Which Oral Rinse Defeats Coronavirus Best?

Molecular iodine oral rinse containing molecular iodine 100 ppm found most effective against coronavirus
dentist office
Boca Raton (Coronavirus Today)

ioTech International announced that testing has recently been completed at the Institute of Antiviral Research at Utah State University comparing the antiviral efficacy of 4 oral rinses, conducted at a Level 3 Biocontainment laboratory by university researchers.

The study details were published in the International Journal of Experimental Dental Science, a peer-reviewed, scientific journal. This study found the routine use of evidence-based, antiviral, preprocedural rinses should provide both patients and dental staff with an additional measure of protection against a uniquely communicable and deadly virus. 

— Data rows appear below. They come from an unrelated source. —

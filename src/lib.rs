//! ts-catalog
//!
//! Qt Linguist (`.ts`) 翻訳カタログの読み込み・検索・フォーマットを行うランタイムエンジン

pub mod catalog;
pub mod config;
pub mod diagnostics;
pub mod engine;
pub mod format;
pub mod indexer;
pub mod plural;
pub mod types;

#[cfg(test)]
mod test_utils;

pub use catalog::{
    CatalogEntry,
    CatalogStore,
    LoadError,
};
pub use engine::Translator;
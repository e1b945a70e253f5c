//! 診断メッセージ生成モジュール

use std::collections::BTreeSet;

use serde::Serialize;

use crate::catalog::{
    CatalogEntry,
    CatalogStore,
    Status,
    Translations,
};
use crate::config::DiagnosticsConfig;
use crate::format::placeholders;
use crate::plural::PluralRules;
use crate::types::SourcePosition;

/// 診断の重大度
#[derive(Debug, Clone, Copy, PartialEq, Eq, PartialOrd, Ord, Hash, Serialize)]
#[serde(rename_all = "camelCase")]
pub enum Severity {
    Information,
    Warning,
}

/// 診断の種類
#[derive(Debug, Clone, Copy, PartialEq, Eq, Hash, Serialize)]
#[serde(rename_all = "camelCase")]
pub enum DiagnosticKind {
    /// `%N` of the source text is missing from the translation
    MissingPlaceholder,
    /// The translation uses a `%N` the source text does not have
    UnexpectedPlaceholder,
    /// Plural form count differs from the language's plural rule
    NumerusFormCount,
    /// The same key appeared more than once
    DuplicateKey,
    /// Summary of unfinished translations
    Unfinished,
}

/// カタログに対する診断メッセージ
#[derive(Debug, Clone, PartialEq, Eq, Serialize)]
#[serde(rename_all = "camelCase")]
pub struct Diagnostic {
    pub severity: Severity,
    pub kind: DiagnosticKind,
    pub position: SourcePosition,
    pub message: String,
}

/// カタログの診断メッセージを生成
///
/// 翻訳済みエントリのプレースホルダーと複数形の数、読み込み時の重複キー、
/// 未完了の翻訳をチェックします。
///
/// # Arguments
/// * `store` - チェック対象のカタログ
/// * `rules` - 複数形ルール
/// * `config` - 有効にするチェック
///
/// # Returns
/// 位置順に並んだ診断メッセージのリスト
#[must_use]
pub fn check_store(
    store: &CatalogStore,
    rules: &PluralRules,
    config: &DiagnosticsConfig,
) -> Vec<Diagnostic> {
    let mut diagnostics = Vec::new();
    let language = store.language().unwrap_or_default();
    tracing::debug!("Checking catalog '{}'", language);

    let mut unfinished = 0;
    for entry in store.entries() {
        if entry.status == Status::Unfinished {
            unfinished += 1;
            continue;
        }
        if config.placeholders {
            check_placeholders(entry, &mut diagnostics);
        }
        if config.numerus_count
            && let Translations::Plural(forms) = &entry.translations
        {
            let expected = rules.rule_for(language).category_count();
            if forms.len() != expected {
                diagnostics.push(Diagnostic {
                    severity: Severity::Warning,
                    kind: DiagnosticKind::NumerusFormCount,
                    position: entry.position,
                    message: format!(
                        "'{}' has {} plural forms, but '{language}' uses {expected}",
                        entry.key(),
                        forms.len()
                    ),
                });
            }
        }
    }

    for duplicate in store.duplicates() {
        diagnostics.push(Diagnostic {
            severity: Severity::Warning,
            kind: DiagnosticKind::DuplicateKey,
            position: duplicate.discarded,
            message: format!(
                "Duplicate message '{}::{}' ignored, the entry at {} is used",
                duplicate.context, duplicate.source, duplicate.kept
            ),
        });
    }

    if unfinished > 0 {
        diagnostics.push(Diagnostic {
            severity: Severity::Information,
            kind: DiagnosticKind::Unfinished,
            position: SourcePosition::START,
            message: format!("{unfinished} of {} translations are unfinished", store.len()),
        });
    }

    diagnostics.sort_by_key(|diagnostic| diagnostic.position);
    diagnostics
}

/// プレースホルダーの過不足をチェック
///
/// A source `%N` only needs to appear in one of the plural forms; each form may only use
/// placeholders the source has. Both are reported at most once per entry.
fn check_placeholders(entry: &CatalogEntry, diagnostics: &mut Vec<Diagnostic>) {
    let mut forms = entry.translations.forms().filter(|form| !form.is_empty()).peekable();
    if forms.peek().is_none() {
        return;
    }
    let expected = placeholders(&entry.source);
    let found: BTreeSet<u8> = forms.flat_map(placeholders).collect();

    let report = |kind, numbers: BTreeSet<&u8>, what: &str| Diagnostic {
        severity: Severity::Warning,
        kind,
        position: entry.position,
        message: format!(
            "Translation of '{}' {what} {}",
            entry.key(),
            numbers.iter().map(|n| format!("%{n}")).collect::<Vec<_>>().join(", ")
        ),
    };

    let missing: BTreeSet<_> = expected.difference(&found).collect();
    if !missing.is_empty() {
        diagnostics.push(report(DiagnosticKind::MissingPlaceholder, missing, "is missing"));
    }
    let unexpected: BTreeSet<_> = found.difference(&expected).collect();
    if !unexpected.is_empty() {
        diagnostics.push(report(
            DiagnosticKind::UnexpectedPlaceholder,
            unexpected,
            "uses unknown placeholder",
        ));
    }
}

#[cfg(test)]
#[allow(clippy::unwrap_used, clippy::indexing_slicing)]
mod tests {
    use googletest::prelude::*;

    use super::*;
    use crate::test_utils::{
        create_store,
        message,
        numerus_message,
    };

    fn check(store: &CatalogStore) -> Vec<Diagnostic> {
        check_store(store, &PluralRules::builtin(), &DiagnosticsConfig::default())
    }

    #[googletest::test]
    fn test_clean_catalog_has_no_diagnostics() {
        let body = format!(
            "{}{}",
            message("Ctx", "%1 of %2", "%2 z %1", ""),
            numerus_message("Find", "%n found", &["%n jeden", "%n kilka", "%n wiele"]),
        );

        expect_that!(check(&create_store("pl", &body)), is_empty());
    }

    #[googletest::test]
    fn test_missing_and_unexpected_placeholders() {
        let body = message("Ctx", "Copy %1 to %2", "Kopiuj %1 do %3", "");

        let diagnostics = check(&create_store("pl", &body));

        assert_that!(diagnostics, len(eq(2)));
        expect_that!(
            diagnostics,
            each(field!(Diagnostic.severity, eq(&Severity::Warning)))
        );
        expect_that!(
            diagnostics,
            contains(all![
                field!(Diagnostic.kind, eq(&DiagnosticKind::MissingPlaceholder)),
                field!(Diagnostic.message, contains_substring("%2"))
            ])
        );
        expect_that!(
            diagnostics,
            contains(all![
                field!(Diagnostic.kind, eq(&DiagnosticKind::UnexpectedPlaceholder)),
                field!(Diagnostic.message, contains_substring("%3"))
            ])
        );
    }

    #[googletest::test]
    fn test_placeholder_used_by_some_plural_forms_only() {
        let body = numerus_message(
            "Find",
            "%n matches in %1",
            &["jedno trafienie", "%n trafienia w %1", "%n trafień w %1"],
        );

        expect_that!(check(&create_store("pl", &body)), is_empty());
    }

    #[googletest::test]
    fn test_placeholder_missing_from_every_plural_form() {
        let body = numerus_message(
            "Find",
            "%n matches in %1",
            &["jedno trafienie", "%n trafienia", "%n trafień w %2"],
        );

        let diagnostics = check(&create_store("pl", &body));

        assert_that!(diagnostics, len(eq(2)));
        expect_that!(
            diagnostics,
            contains(all![
                field!(Diagnostic.kind, eq(&DiagnosticKind::MissingPlaceholder)),
                field!(Diagnostic.message, contains_substring("is missing %1"))
            ])
        );
        expect_that!(
            diagnostics,
            contains(all![
                field!(Diagnostic.kind, eq(&DiagnosticKind::UnexpectedPlaceholder)),
                field!(Diagnostic.message, contains_substring("%2"))
            ])
        );
    }

    #[googletest::test]
    fn test_numerus_form_count_mismatch() {
        let body = numerus_message("Find", "%n found", &["%n jeden", "%n wiele"]);

        let diagnostics = check(&create_store("pl", &body));

        assert_that!(diagnostics, len(eq(1)));
        expect_that!(diagnostics[0].kind, eq(DiagnosticKind::NumerusFormCount));
        expect_that!(diagnostics[0].message, contains_substring("uses 3"));
    }

    #[googletest::test]
    fn test_duplicate_key_and_unfinished_summary() {
        let body = format!(
            "{}{}{}",
            message("Ctx", "Key", "A", ""),
            message("Ctx", "Key", "B", ""),
            r#"
<context><name>Ctx</name><message><source>Draft</source><translation type="unfinished"/></message></context>"#,
        );

        let diagnostics = check(&create_store("pl", &body));

        assert_that!(diagnostics, len(eq(2)));
        // the summary is reported at the start of the document
        expect_that!(diagnostics[0].kind, eq(DiagnosticKind::Unfinished));
        expect_that!(diagnostics[0].severity, eq(Severity::Information));
        expect_that!(diagnostics[0].message, contains_substring("1 of 2"));
        expect_that!(diagnostics[1].kind, eq(DiagnosticKind::DuplicateKey));
    }

    #[googletest::test]
    fn test_checks_can_be_disabled() {
        let body = format!(
            "{}{}",
            message("Ctx", "Copy %1", "Kopiuj", ""),
            numerus_message("Find", "%n found", &["%n"]),
        );
        let config = DiagnosticsConfig { placeholders: false, numerus_count: false };

        let diagnostics =
            check_store(&create_store("pl", &body), &PluralRules::builtin(), &config);

        expect_that!(diagnostics, is_empty());
    }
}
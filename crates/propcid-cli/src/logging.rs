use anyhow::{anyhow, Result};
use tracing_subscriber::EnvFilter;

const DEFAULT_FILTER: &str = "propcid=info";

/// Install the global subscriber. Logs go to stderr so stdout stays
/// machine-readable.
pub fn init(json: bool) -> Result<()> {
    let filter = EnvFilter::try_from_default_env().unwrap_or_else(|_| EnvFilter::new(DEFAULT_FILTER));
    let builder = tracing_subscriber::fmt()
        .with_env_filter(filter)
        .with_writer(std::io::stderr)
        .with_target(false);

    let installed = if json {
        builder.json().try_init()
    } else {
        builder.try_init()
    };
    installed.map_err(|e| anyhow!("failed to install log subscriber: {e}"))
}
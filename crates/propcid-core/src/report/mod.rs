//! Error and warning sinks.
//!
//! Reporters are append-only and shared by every pipeline task, so all
//! methods take `&self` and serialize writers internally.
//!
//! Lifecycle: `log_*` any number of times, then `finalize` once. Logging after
//! finalize is an error; a second finalize reports `AlreadyFinalized`.

use std::sync::atomic::{AtomicBool, Ordering};

use parking_lot::Mutex;

use crate::errors::{PropcidError, PropcidResult};
use crate::model::{ErrorRecord, WarningRecord};

pub mod csv;

pub use self::csv::CsvReporter;

#[derive(Debug, Clone, Copy, PartialEq, Eq)]
pub enum FinalizeOutcome {
    Finalized,
    AlreadyFinalized,
}

pub trait Reporter: Send + Sync {
    fn log_error(&self, record: ErrorRecord) -> PropcidResult<()>;
    fn log_warning(&self, record: WarningRecord) -> PropcidResult<()>;
    fn finalize(&self) -> PropcidResult<FinalizeOutcome>;
    fn error_count(&self) -> usize;
    fn warning_count(&self) -> usize;
}

/// Keeps rows in memory. Used by tests and embedders that render rows
/// themselves.
#[derive(Debug, Default)]
pub struct MemoryReporter {
    errors: Mutex<Vec<ErrorRecord>>,
    warnings: Mutex<Vec<WarningRecord>>,
    finalized: AtomicBool,
}

impl MemoryReporter {
    pub fn new() -> Self {
        Self::default()
    }

    pub fn errors(&self) -> Vec<ErrorRecord> {
        self.errors.lock().clone()
    }

    pub fn warnings(&self) -> Vec<WarningRecord> {
        self.warnings.lock().clone()
    }

    fn ensure_open(&self) -> PropcidResult<()> {
        if self.finalized.load(Ordering::Acquire) {
            return Err(PropcidError::report("reporter already finalized"));
        }
        Ok(())
    }
}

impl Reporter for MemoryReporter {
    fn log_error(&self, record: ErrorRecord) -> PropcidResult<()> {
        self.ensure_open()?;
        self.errors.lock().push(record);
        Ok(())
    }

    fn log_warning(&self, record: WarningRecord) -> PropcidResult<()> {
        self.ensure_open()?;
        self.warnings.lock().push(record);
        Ok(())
    }

    fn finalize(&self) -> PropcidResult<FinalizeOutcome> {
        if self.finalized.swap(true, Ordering::AcqRel) {
            return Ok(FinalizeOutcome::AlreadyFinalized);
        }
        Ok(FinalizeOutcome::Finalized)
    }

    fn error_count(&self) -> usize {
        self.errors.lock().len()
    }

    fn warning_count(&self) -> usize {
        self.warnings.lock().len()
    }
}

This in vitro laboratory study demonstrated that iodine-based oral rinses have superior antiviral efficacy with no associated cytotoxicity.

The testing compared 2 rinses recommended by the American Dental Association in their interim guidance against Covid-19 (1.5% hydrogen peroxide and 0.2% povidone-iodine). 

A third oral rinse, which earned the American Dental Association Seal of Acceptance (0.12% chlorhexidine gluconate) and a molecular iodine oral rinse being developed by ioTech International were also tested.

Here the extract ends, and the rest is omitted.